Absalon M J, Wu W, Kozarich J W, Stubbe J
Department of Chemistry, Massachusetts Institute of Technology, Cambridge 02139.
Biochemistry. 1995 Feb 14;34(6):2076-86. doi: 10.1021/bi00006a030.
The mechanism of iron-bleomycin-mediated ds-cleavage of DNA has been investigated at specific sites within specific sequences using hairpin oligonucleotides (Absalon et al., 1995) and our recently developed technique for determining sequence-specific isotope effects upon oxidative degradation of DNA (Kozarich et al., 1989; Worth et al., 1993). Isotope effects upon ds-cleavage have been observed when the C-4' hydrogen of either nucleotide involved in the ds-break was substituted with deuterium. The values of the isotope effects determined for ss and ds events occurring at the same site were indistinguishable at four sites examined in detail. The results are consistent with a mechanism of ds-cleavage in which the pathways leading to ss- and ds-cleavage partition from a common intermediate subsequent to abstraction of the C-4' hydrogen from the first nucleotide involved in the cleavage. Deuterium substitution at the primary cleavage site of a ds-break failed to result in an equivalent effect on the amount of cleavage at the secondary cleavage site, suggesting that ds-cleavage may be initiated from either of the nucleotides involved in the ds-cleavage event. A kinetic preference for cleavage initiated at the 1 degree site, however, is probable. The requirement in the ds-cleavage process for O2, in addition to that needed to form "activated BLM", has been clearly demonstrated by the absence of ds-cleavage products in reactions performed under anaerobic conditions in which ss-cleavage still occurs. These results support, in part, the basic model for ds-cleavage proposed by Steighner and Povirk [(1990) Proc. Natl. Acad. Sci. U.S.A. 87, 8350-8354], in which a single molecule of BLM effects ds-cleavage and requires reactivation to effect cleavage at the second strand. The essential factor establishing the ratio of ss- to ds-cleavage at a specific site may be related to the efficiency by which Fe-BLM can be reactivated and/or repositioned at a second site for cleavage.

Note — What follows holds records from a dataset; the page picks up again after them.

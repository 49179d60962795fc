use std::time::Duration;

use futures::StreamExt;
use tracing::{error, info};

use crate::observability::metrics::get_metrics;
use crate::provider::TokenProvider;
use crate::sinks::sink_file::FileSink;
use crate::sources::TokenSource;

/// Long-lived consumer used by the binary.
///
/// Subscribes, propagates every token to the optional file sink, and after a
/// terminal failure waits `resubscribe_delay` before attaching again.
#[derive(Debug, Clone)]
pub struct SinkManager {
    pub(crate) file_sink: Option<FileSink>,
    pub(crate) resubscribe_delay: Duration,
}

impl SinkManager {
    pub fn new(file_sink: Option<FileSink>, resubscribe_delay: Duration) -> Self {
        Self { file_sink, resubscribe_delay }
    }

    pub async fn run<S: TokenSource>(&self, provider: TokenProvider<S>) {
        loop {
            let mut stream = provider.observe_token();
            info!(generation = stream.generation(), "subscribed to token stream");

            while let Some(item) = stream.next().await {
                match item {
                    Ok(value) => self.propagate(&value).await,
                    Err(err) => error!(error = %err, "token stream failed"),
                }
            }
            drop(stream);

            info!(delay_ms = self.resubscribe_delay.as_millis() as u64, "resubscribing after failure");
            tokio::time::sleep(self.resubscribe_delay).await;
        }
    }

    async fn propagate(&self, value: &str) {
        let Some(sink) = &self.file_sink else {
            info!("token refreshed");
            return;
        };
        if let Err(err) = sink.write(value).await {
            error!(path = %sink.path().display(), error = %err, "file sink write failed");
            get_metrics().sink_failures.inc();
        } else {
            get_metrics().sink_propagations.inc();
            info!(path = %sink.path().display(), "token propagated to file");
        }
    }

    /// Remove propagated state on shutdown.
    pub async fn cleanup(&self) {
        if let Some(sink) = &self.file_sink {
            if let Err(err) = sink.clear().await {
                error!(error = %err, "file sink cleanup failed");
            }
        }
    }
}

利用发夹寡核苷酸(阿巴隆等人,1995年)以及我们最近开发的用于确定DNA氧化降解时序列特异性同位素效应的技术(科扎里奇等人,1989年;沃思等人,1993年),在特定序列内的特定位点研究了铁-博来霉素介导的DNA双链切割机制。当参与双链断裂的任何一个核苷酸的C-4'氢被氘取代时,观察到了对双链切割的同位素效应。在详细研究的四个位点上,同一位置发生的单链和双链事件的同位素效应值没有差异。结果与双链切割机制一致,即导致单链和双链切割的途径在从参与切割的第一个核苷酸上夺取C-4'氢之后,从一个共同中间体开始分支。在双链断裂的主要切割位点进行氘取代,未能对次要切割位点的切割量产生同等影响,这表明双链切割可能从参与双链切割事件的任何一个核苷酸开始。然而,在1°位点起始切割可能存在动力学偏好。除了形成“活化博来霉素”所需的氧气外,双链切割过程中对氧气的需求已通过在厌氧条件下进行的反应中没有双链切割产物而得到明确证明,在这种条件下单链切割仍会发生。这些结果部分支持了斯特格纳和波维尔克提出的双链切割基本模型[(1990年)《美国国家科学院院刊》87,8350 - 8354],其中单个博来霉素分子实现双链切割,并且需要重新活化才能在第二条链上进行切割。建立特定位点单链与双链切割比例的关键因素可能与铁-博来霉素在第二个位点重新活化和/或重新定位以进行切割的效率有关。